When Victor Wang (then of The Hardball Times, now of the Cleveland Indians) published his analysis on this subject in 2009, it introduced a process to attach a true dollar value to draft picks. It changed the way we view draft picks as assets to teams. On top of that, his original work spawned a flurry of similar offshoot projects.

When the work was written, free agent compensation was completely different under the seemingly ancient Type A/B system. Wang also used an outdated valuation metric called WSAB, or Win Shares Above Bench. Wang’s work was done nearly a decade ago, and the underlying mechanisms of the draft have changed multiple times since. As a result, a new analysis of draft pick valuation that reflects a modern approach to assessing overall player value is warranted.

Taking this mindset, we’ve created a Draft Value Calculator that provides the user with all avenues of customization to fit their research goals. Essentially, our tool delivers the cleaned, compiled data to the user and uses their chosen inputs to arrive at a surplus value.


For this project, we primarily relied on Baseball Prospectus’ MySQL database. The major repositories of batter, pitcher, and draft data became the sources of our analysis. Using those tables, we were able to filter down to the correct degree of depth and select the picks, players, and seasons we wanted to query. For the default values in the Draft Value Calculator, we deferred to a few different sources.

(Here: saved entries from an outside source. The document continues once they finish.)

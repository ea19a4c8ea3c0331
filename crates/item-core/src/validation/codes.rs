//! # Message Codes
//!
//! Expands an error code into the list of message keys a downstream message
//! source should try, most specific first.
//!
//! ## Resolution Order
//! ```text
//! ┌─────────────────────────────────────────────────────────────────────────┐
//! │  Field error: code=range, object=item, field=price (integer)           │
//! │                                                                         │
//! │     PREFIX (default)          POSTFIX                                   │
//! │     ────────────────          ───────                                   │
//! │  1. range.item.price          item.price.range                          │
//! │  2. range.price               price.range                               │
//! │  3. range.integer             integer.range                             │
//! │  4. range                     range                                     │
//! │                                                                         │
//! │  Object error: code=totalPriceMin, object=item                          │
//! │                                                                         │
//! │  1. totalPriceMin.item        item.totalPriceMin                        │
//! │  2. totalPriceMin             totalPriceMin                             │
//! └─────────────────────────────────────────────────────────────────────────┘
//! ```
//!
//! A message bundle can then define `range.item.price` for a form-specific
//! wording and fall back to plain `range` everywhere else.

use serde::{Deserialize, Serialize};

use crate::error::CoreError;
use crate::types::FieldType;

// =============================================================================
// Code Format
// =============================================================================

/// Where the error code goes in a resolved message key.
#[derive(Debug, Clone, Copy, PartialEq, Eq, Default, Serialize, Deserialize)]
#[serde(rename_all = "snake_case")]
pub enum CodeFormat {
    /// `code.object.field`
    #[default]
    Prefix,
    /// `object.field.code`
    Postfix,
}

impl std::fmt::Display for CodeFormat {
    fn fmt(&self, f: &mut std::fmt::Formatter<'_>) -> std::fmt::Result {
        match self {
            CodeFormat::Prefix => write!(f, "prefix"),
            CodeFormat::Postfix => write!(f, "postfix"),
        }
    }
}

impl std::str::FromStr for CodeFormat {
    type Err = CoreError;

    fn from_str(s: &str) -> Result<Self, Self::Err> {
        match s.trim().to_lowercase().as_str() {
            "prefix" => Ok(CodeFormat::Prefix),
            "postfix" => Ok(CodeFormat::Postfix),
            other => Err(CoreError::UnknownCodeFormat(other.to_string())),
        }
    }
}

// =============================================================================
// Resolver
// =============================================================================

/// Builds message keys for field and object errors.
#[derive(Debug, Clone, Copy, Default, PartialEq, Eq)]
pub struct MessageCodesResolver {
    format: CodeFormat,
}

impl MessageCodesResolver {
    pub fn new(format: CodeFormat) -> Self {
        MessageCodesResolver { format }
    }

    pub fn format(&self) -> CodeFormat {
        self.format
    }

    /// Keys for an error on a single field.
    pub fn resolve_field_codes(
        &self,
        code: &str,
        object_name: &str,
        field: &str,
        field_type: Option<FieldType>,
    ) -> Vec<String> {
        let mut codes = Vec::with_capacity(4);
        codes.push(self.join(code, &format!("{object_name}.{field}")));
        codes.push(self.join(code, field));
        if let Some(field_type) = field_type {
            codes.push(self.join(code, field_type.as_str()));
        }
        codes.push(code.to_string());
        codes
    }

    /// Keys for an object-level error.
    pub fn resolve_object_codes(&self, code: &str, object_name: &str) -> Vec<String> {
        vec![self.join(code, object_name), code.to_string()]
    }

    fn join(&self, code: &str, qualifier: &str) -> String {
        match self.format {
            CodeFormat::Prefix => format!("{code}.{qualifier}"),
            CodeFormat::Postfix => format!("{qualifier}.{code}"),
        }
    }
}

#[cfg(test)]
mod tests {
    use super::*;

    #[test]
    fn test_prefix_field_codes() {
        let resolver = MessageCodesResolver::default();
        assert_eq!(
            resolver.resolve_field_codes("range", "item", "price", Some(FieldType::Integer)),
            vec!["range.item.price", "range.price", "range.integer", "range"]
        );
    }

    #[test]
    fn test_field_codes_without_type() {
        let resolver = MessageCodesResolver::default();
        assert_eq!(
            resolver.resolve_field_codes("required", "item", "itemName", None),
            vec!["required.item.itemName", "required.itemName", "required"]
        );
    }

    #[test]
    fn test_postfix_codes() {
        let resolver = MessageCodesResolver::new(CodeFormat::Postfix);
        assert_eq!(
            resolver.resolve_field_codes("max", "item", "quantity", Some(FieldType::Integer)),
            vec!["item.quantity.max", "quantity.max", "integer.max", "max"]
        );
        assert_eq!(
            resolver.resolve_object_codes("totalPriceMin", "item"),
            vec!["item.totalPriceMin", "totalPriceMin"]
        );
    }

    #[test]
    fn test_object_codes() {
        let resolver = MessageCodesResolver::default();
        assert_eq!(
            resolver.resolve_object_codes("totalPriceMin", "item"),
            vec!["totalPriceMin.item", "totalPriceMin"]
        );
    }

    #[test]
    fn test_code_format_display_parses_back() {
        for format in [CodeFormat::Prefix, CodeFormat::Postfix] {
            assert_eq!(format.to_string().parse::<CodeFormat>().unwrap(), format);
        }
        assert_eq!(CodeFormat::Postfix.to_string(), "postfix");
        assert_eq!(
            MessageCodesResolver::new(CodeFormat::Postfix).format(),
            CodeFormat::Postfix
        );
    }

    #[test]
    fn test_code_format_parsing() {
        assert_eq!("prefix".parse::<CodeFormat>().unwrap(), CodeFormat::Prefix);
        assert_eq!(" POSTFIX ".parse::<CodeFormat>().unwrap(), CodeFormat::Postfix);
        assert!(matches!(
            "suffix".parse::<CodeFormat>(),
            Err(CoreError::UnknownCodeFormat(_))
        ));
    }
}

First, a few things were gathered from the Collective Bargaining Agreement. The Super Two percentage determines how many players enter arbitration between their second and third years of major-league service time. Since the last CBA agreement, that number was set at the top 22 percent of players based on service time. Along with Super Two, the latest minimum salary was used for the salary of year one, year two, and non-super two players in year three.

Second, the dollar value of a win statistic was sourced from Matt Swartz’s study that was published on FanGraphs in 2017. Though we took a stab at developing this ourselves, the overall process deserves more attention on its own. Even in using our flawed methodology, our conclusion was only marginally different from Swartz’s, so it seemed more prudent to use the methodology with the established credibility.

Finally, we used Nate Silver’s projections on salary arbitration for the default arbitration modifiers for years three, four, five, and six. The modifier for year three would apply to the number of players who qualify for Super Two status. However, years four, five, and six would directly apply the arbitration modifiers to all players.


The analysis takes the first 80 selections from each year of the draft from 1996 until the present. The picks were chosen based on the range of picks that were affected by the previous qualifying offer system, which went as deep as pick no. 78. From there, we filtered out all of the players who failed to sign or make the major leagues.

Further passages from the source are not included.